> _EXERCISE DIRECTIONS_
Each line below should be written out again exactly.

> _Dataset entries_
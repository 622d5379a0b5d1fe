//! Log sinks
//!
//! Two append-only files: the webhook log for everything the service does, and
//! the access log for one line per HTTP request (also mirrored to stdout).
//! Access lines are ordinary `tracing` events on the [`ACCESS_TARGET`] target.

use std::fmt;
use std::fs::{File, OpenOptions};
use std::path::Path;
use std::sync::Mutex;

use chrono::Local;
use tracing::{Event, Subscriber};
use tracing_subscriber::filter::{filter_fn, FilterExt, LevelFilter};
use tracing_subscriber::fmt::format::Writer;
use tracing_subscriber::fmt::time::FormatTime;
use tracing_subscriber::fmt::{FmtContext, FormatEvent, FormatFields, FormattedFields, MakeWriter};
use tracing_subscriber::layer::Filter;
use tracing_subscriber::prelude::*;
use tracing_subscriber::registry::LookupSpan;
use tracing_subscriber::EnvFilter;

use crate::config::LoggingConfig;
use crate::{Error, Result};

/// Target of access-log events.
pub const ACCESS_TARGET: &str = "access";

/// `2026-10-19 08:15:02,417` in local time.
#[derive(Debug, Clone, Copy, Default)]
pub struct Timestamp;

impl FormatTime for Timestamp {
    fn format_time(&self, w: &mut Writer<'_>) -> fmt::Result {
        write!(w, "{}", Local::now().format("%Y-%m-%d %H:%M:%S,%3f"))
    }
}

/// `timestamp - LEVEL - span{fields}: message` for the webhook log,
/// `timestamp - message` for the access log.
#[derive(Debug, Clone, Copy)]
pub struct LineFormat {
    level: bool,
}

impl LineFormat {
    pub fn webhook() -> Self {
        Self { level: true }
    }

    pub fn access() -> Self {
        Self { level: false }
    }
}

impl<S, N> FormatEvent<S, N> for LineFormat
where
    S: Subscriber + for<'a> LookupSpan<'a>,
    N: for<'a> FormatFields<'a> + 'static,
{
    fn format_event(
        &self,
        ctx: &FmtContext<'_, S, N>,
        mut writer: Writer<'_>,
        event: &Event<'_>,
    ) -> fmt::Result {
        Timestamp.format_time(&mut writer)?;
        write!(writer, " - ")?;

        if self.level {
            write!(writer, "{} - ", event.metadata().level())?;
            if let Some(scope) = ctx.event_scope() {
                for span in scope.from_root() {
                    write!(writer, "{}", span.name())?;
                    let extensions = span.extensions();
                    if let Some(fields) = extensions.get::<FormattedFields<N>>() {
                        if !fields.is_empty() {
                            write!(writer, "{{{}}}", fields)?;
                        }
                    }
                    write!(writer, ": ")?;
                }
            }
        }

        ctx.field_format().format_fields(writer.by_ref(), event)?;
        writeln!(writer)
    }
}

/// Builds the service subscriber over arbitrary writers.
///
/// `filter` applies to the webhook log only; access lines are always written
/// at `info`. Writers receive each formatted line in a single write, so a
/// `Mutex<File>` never interleaves partial lines from concurrent jobs.
pub fn build_subscriber<W, A>(
    webhook: W,
    access: A,
    mirror_access_to_stdout: bool,
    filter: EnvFilter,
) -> impl Subscriber + Send + Sync + 'static
where
    W: for<'a> MakeWriter<'a> + Send + Sync + 'static,
    A: for<'a> MakeWriter<'a> + Send + Sync + 'static,
{
    let webhook_layer = tracing_subscriber::fmt::layer()
        .with_writer(webhook)
        .with_ansi(false)
        .event_format(LineFormat::webhook())
        .with_filter(filter_fn(|meta| meta.target() != ACCESS_TARGET).and(filter));

    let access_layer = tracing_subscriber::fmt::layer()
        .with_writer(access)
        .with_ansi(false)
        .event_format(LineFormat::access())
        .with_filter(access_filter());

    let console_layer = mirror_access_to_stdout.then(|| {
        tracing_subscriber::fmt::layer()
            .with_writer(std::io::stdout)
            .event_format(LineFormat::access())
            .with_filter(access_filter())
    });

    tracing_subscriber::registry()
        .with(webhook_layer)
        .with(access_layer)
        .with(console_layer)
}

fn access_filter<S>() -> impl Filter<S> {
    filter_fn(|meta| meta.target() == ACCESS_TARGET).and(LevelFilter::INFO)
}

/// Opens both log files and installs the subscriber for the whole process.
/// `RUST_LOG` overrides the default `info` level of the webhook log.
pub fn init(config: &LoggingConfig) -> Result<()> {
    let webhook = Mutex::new(open_append(&config.webhook_log)?);
    let access = Mutex::new(open_append(&config.access_log)?);
    let filter = EnvFilter::try_from_default_env().unwrap_or_else(|_| EnvFilter::new("info"));

    tracing::subscriber::set_global_default(build_subscriber(webhook, access, true, filter))
        .map_err(|e| Error::Internal(format!("failed to install log subscriber: {}", e)))
}

fn open_append(path: &Path) -> Result<File> {
    OpenOptions::new()
        .create(true)
        .append(true)
        .open(path)
        .map_err(|e| Error::Config(format!("cannot open log file {}: {}", path.display(), e)))
}

/// In-memory log sink for tests.
#[cfg(test)]
pub(crate) mod capture {
    use std::io;
    use std::sync::{Arc, Mutex};

    use tracing::Subscriber;
    use tracing_subscriber::EnvFilter;

    #[derive(Clone, Default)]
    pub(crate) struct Capture(Arc<Mutex<Vec<u8>>>);

    impl Capture {
        pub(crate) fn text(&self) -> String {
            String::from_utf8_lossy(&self.0.lock().unwrap()).into_owned()
        }

        pub(crate) fn lines(&self) -> Vec<String> {
            self.text().lines().map(str::to_string).collect()
        }

        /// Subscriber writing the webhook log here and dropping access lines.
        pub(crate) fn webhook_subscriber(&self) -> impl Subscriber + Send + Sync + 'static {
            let webhook = self.clone();
            super::build_subscriber(move || webhook.clone(), io::sink, false, EnvFilter::new("info"))
        }
    }

    impl io::Write for Capture {
        fn write(&mut self, buf: &[u8]) -> io::Result<usize> {
            self.0.lock().unwrap().extend_from_slice(buf);
            Ok(buf.len())
        }

        fn flush(&mut self) -> io::Result<()> {
            Ok(())
        }
    }
}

> _REPLY_
repository 622d5379a0b5d1fe
//! Log sinks
//!
//! Two append-only files: the webhook log for everything the service does, and
//! the access log for one line per HTTP request (also mirrored to stdout).
//! Access lines are ordinary `tracing` events on the [`ACCESS_TARGET`] target.

use std::fmt;
use std::fs::{File, OpenOptions};
use std::path::Path;
use std::sync::Mutex;

use chrono::Local;
use tracing::{Event, Subscriber};
use tracing_subscriber::filter::{filter_fn, FilterExt, LevelFilter};
use tracing_subscriber::fmt::format::Writer;
use tracing_subscriber::fmt::time::FormatTime;
use tracing_subscriber::fmt::{FmtContext, FormatEvent, FormatFields, FormattedFields, MakeWriter};
use tracing_subscriber::layer::Filter;
use tracing_subscriber::prelude::*;
use tracing_subscriber::registry::LookupSpan;
use tracing_subscriber::EnvFilter;

use crate::config::LoggingConfig;
use crate::{Error, Result};

/// Target of access-log events.
pub const ACCESS_TARGET: &str = "access";

/// `2026-10-19 08:15:02,417` in local time.
#[derive(Debug, Clone, Copy, Default)]
pub struct Timestamp;

impl FormatTime for Timestamp {
    fn format_time(&self, w: &mut Writer<'_>) -> fmt::Result {
        write!(w, "{}", Local::now().format("%Y-%m-%d %H:%M:%S,%3f"))
    }
}

/// `timestamp - LEVEL - span{fields}: message` for the webhook log,
/// `timestamp - message` for the access log.
#[derive(Debug, Clone, Copy)]
pub struct LineFormat {
    level: bool,
}

impl LineFormat {
    pub fn webhook() -> Self {
        Self { level: true }
    }

    pub fn access() -> Self {
        Self { level: false }
    }
}

impl<S, N> FormatEvent<S, N> for LineFormat
where
    S: Subscriber + for<'a> LookupSpan<'a>,
    N: for<'a> FormatFields<'a> + 'static,
{
    fn format_event(
        &self,
        ctx: &FmtContext<'_, S, N>,
        mut writer: Writer<'_>,
        event: &Event<'_>,
    ) -> fmt::Result {
        Timestamp.format_time(&mut writer)?;
        write!(writer, " - ")?;

        if self.level {
            write!(writer, "{} - ", event.metadata().level())?;
            if let Some(scope) = ctx.event_scope() {
                for span in scope.from_root() {
                    write!(writer, "{}", span.name())?;
                    let extensions = span.extensions();
                    if let Some(fields) = extensions.get::<FormattedFields<N>>() {
                        if !fields.is_empty() {
                            write!(writer, "{{{}}}", fields)?;
                        }
                    }
                    write!(writer, ": ")?;
                }
            }
        }

        ctx.field_format().format_fields(writer.by_ref(), event)?;
        writeln!(writer)
    }
}

/// Builds the service subscriber over arbitrary writers.
///
/// `filter` applies to the webhook log only; access lines are always written
/// at `info`. Writers receive each formatted line in a single write, so a
/// `Mutex<File>` never interleaves partial lines from concurrent jobs.
pub fn build_subscriber<W, A>(
    webhook: W,
    access: A,
    mirror_access_to_stdout: bool,
    filter: EnvFilter,
) -> impl Subscriber + Send + Sync + 'static
where
    W: for<'a> MakeWriter<'a> + Send + Sync + 'static,
    A: for<'a> MakeWriter<'a> + Send + Sync + 'static,
{
    let webhook_layer = tracing_subscriber::fmt::layer()
        .with_writer(webhook)
        .with_ansi(false)
        .event_format(LineFormat::webhook())
        .with_filter(filter_fn(|meta| meta.target() != ACCESS_TARGET).and(filter));

    let access_layer = tracing_subscriber::fmt::layer()
        .with_writer(access)
        .with_ansi(false)
        .event_format(LineFormat::access())
        .with_filter(access_filter());

    let console_layer = mirror_access_to_stdout.then(|| {
        tracing_subscriber::fmt::layer()
            .with_writer(std::io::stdout)
            .event_format(LineFormat::access())
            .with_filter(access_filter())
    });

    tracing_subscriber::registry()
        .with(webhook_layer)
        .with(access_layer)
        .with(console_layer)
}

fn access_filter<S>() -> impl Filter<S> {
    filter_fn(|meta| meta.target() == ACCESS_TARGET).and(LevelFilter::INFO)
}

/// Opens both log files and installs the subscriber for the whole process.
/// `RUST_LOG` overrides the default `info` level of the webhook log.
pub fn init(config: &LoggingConfig) -> Result<()> {
    let webhook = Mutex::new(open_append(&config.webhook_log)?);
    let access = Mutex::new(open_append(&config.access_log)?);
    let filter = EnvFilter::try_from_default_env().unwrap_or_else(|_| EnvFilter::new("info"));

    tracing::subscriber::set_global_default(build_subscriber(webhook, access, true, filter))
        .map_err(|e| Error::Internal(format!("failed to install log subscriber: {}", e)))
}

fn open_append(path: &Path) -> Result<File> {
    OpenOptions::new()
        .create(true)
        .append(true)
        .open(path)
        .map_err(|e| Error::Config(format!("cannot open log file {}: {}", path.display(), e)))
}

/// In-memory log sink for tests.
#[cfg(test)]
pub(crate) mod capture {
    use std::io;
    use std::sync::{Arc, Mutex};

    use tracing::Subscriber;
    use tracing_subscriber::EnvFilter;

    #[derive(Clone, Default)]
    pub(crate) struct Capture(Arc<Mutex<Vec<u8>>>);

    impl Capture {
        pub(crate) fn text(&self) -> String {
            String::from_utf8_lossy(&self.0.lock().unwrap()).into_owned()
        }

        pub(crate) fn lines(&self) -> Vec<String> {
            self.text().lines().map(str::to_string).collect()
        }

        /// Subscriber writing the webhook log here and dropping access lines.
        pub(crate) fn webhook_subscriber(&self) -> impl Subscriber + Send + Sync + 'static {
            let webhook = self.clone();
            super::build_subscriber(move || webhook.clone(), io::sink, false, EnvFilter::new("info"))
        }
    }

    impl io::Write for Capture {
        fn write(&mut self, buf: &[u8]) -> io::Result<usize> {
            self.0.lock().unwrap().extend_from_slice(buf);
            Ok(buf.len())
        }

        fn flush(&mut self) -> io::Result<()> {
            Ok(())
        }
    }
}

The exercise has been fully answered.